The outline from the article is as follows and may be skipped.

Let $A_{nh}$ be the number of trees with height less than or equal to $h$ (with the convention $A_{nh} = A_{nn}$ for all $h \geqslant n$) and $B_{nh}$ the number of trees of $n$ nodes with height greater than or equal to $h+1$ (that is, $B_{nh} = A_{nn} - A_{nh}$). Then $h_n = S_n/A_{nn}$, where $S_n$ is the finite sum $$ S_n = \sum_{h \geqslant 1} h(A_{nh} - A_{n,h-1}) = \sum_{h \geqslant 1} h(B_{n,h-1} - B_{nh}) = \sum_{h \geqslant 0} B_{nh}. $$ It is well known that $A_{nn} = \frac{1}{n}\binom{2n-2}{n-1}$, for the set of general trees with $n$ nodes is in bijection with the set of binary trees with $n-1$ nodes, counted by the Catalan numbers. Thus, the first step is to find $B_{nh}$ and then the main term in the asymptotic expansion of $S_n$. At this point the authors use analytical combinatorics (three pages) to derive $$ B_{n+1,h-1} = \sum_{k \geqslant 1} \left[\binom{2n}{n+1-kh} - 2\binom{2n}{n-kh} + \binom{2n}{n-1-kh}\right]. $$

Then they say that $$ S_{n+1} = \sum_{k \geqslant 1}d(k) \cdot \left[\binom{2n}{n+1-k} - 2\binom{2n}{n-k} + \binom{2n}{n-1-k}\right], $$ where $d(k)$ is the number of positive divisors of $k$. (They go about it with an integral on the complex plane.)

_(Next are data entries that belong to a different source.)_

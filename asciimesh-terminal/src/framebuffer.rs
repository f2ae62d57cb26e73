/// Character grid with a parallel depth grid
use asciimesh_core::shading::BLANK;
use asciimesh_core::Viewport;

/// Depth every cell starts each frame with; any positive depth beats it
pub const DEPTH_SENTINEL: f32 = 0.0;

#[derive(Debug, Clone)]
pub struct FrameBuffer {
    viewport: Viewport,
    chars: Vec<char>,
    depth: Vec<f32>,
}

impl FrameBuffer {
    pub fn new(viewport: Viewport) -> Self {
        let size = viewport.cell_count();
        Self {
            viewport,
            chars: vec![BLANK; size],
            depth: vec![DEPTH_SENTINEL; size],
        }
    }

    pub fn viewport(&self) -> Viewport {
        self.viewport
    }

    pub fn width(&self) -> usize {
        self.viewport.width
    }

    pub fn height(&self) -> usize {
        self.viewport.height
    }

    pub fn clear(&mut self) {
        self.chars.fill(BLANK);
        self.depth.fill(DEPTH_SENTINEL);
    }

    /// Reallocate for a new viewport. Contents are cleared.
    pub fn resize(&mut self, viewport: Viewport) {
        let size = viewport.cell_count();
        self.viewport = viewport;
        self.chars.clear();
        self.chars.resize(size, BLANK);
        self.depth.clear();
        self.depth.resize(size, DEPTH_SENTINEL);
    }

    fn index(&self, x: usize, y: usize) -> Option<usize> {
        (x < self.width() && y < self.height()).then(|| y * self.width() + x)
    }

    pub fn get(&self, x: usize, y: usize) -> Option<char> {
        self.index(x, y).map(|i| self.chars[i])
    }

    pub fn depth_at(&self, x: usize, y: usize) -> Option<f32> {
        self.index(x, y).map(|i| self.depth[i])
    }

    /// Write `glyph` at the cell if `depth` beats the stored depth.
    /// Returns whether the cell was written.
    pub fn plot(&mut self, x: usize, y: usize, depth: f32, glyph: char) -> bool {
        let Some(i) = self.index(x, y) else {
            return false;
        };
        if depth > self.depth[i] {
            self.depth[i] = depth;
            self.chars[i] = glyph;
            true
        } else {
            false
        }
    }

    pub fn rows(&self) -> impl Iterator<Item = &[char]> {
        // chunks() rejects a zero chunk size
        self.chars.chunks(self.width().max(1))
    }

    pub fn chars(&self) -> &[char] {
        &self.chars
    }

    /// Rows joined with a newline leading every row after the first, so the
    /// text never ends in an extra blank line
    pub fn to_text(&self) -> String {
        let mut text = String::with_capacity(self.chars.len() + self.height());
        for (y, row) in self.rows().enumerate() {
            if y > 0 {
                text.push('\n');
            }
            text.extend(row.iter());
        }
        text
    }

    pub fn covered_cells(&self) -> usize {
        self.chars.iter().filter(|&&c| c != BLANK).count()
    }
}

If I am not mistaken, this boils down to prove $$ \sum_{k \geqslant 1}\sum_{h \geqslant 1}\binom{2n}{n+a-kh} = \sum_{k' \geqslant 1}d(k') \cdot \binom{2n}{n+a-k'}. $$ How would you approach this identity without using complex analysis?

EDIT: Terry Tao nailed it in a comment below: if we write all the binomial coefficients summed in the left-hand side, we can regroup them by multiples of $k$, that is, by divisors of $k'$. (What obscures this simple argument is to use $k$ on the right-hand side as well and think that it is the same as in the left-hand side.)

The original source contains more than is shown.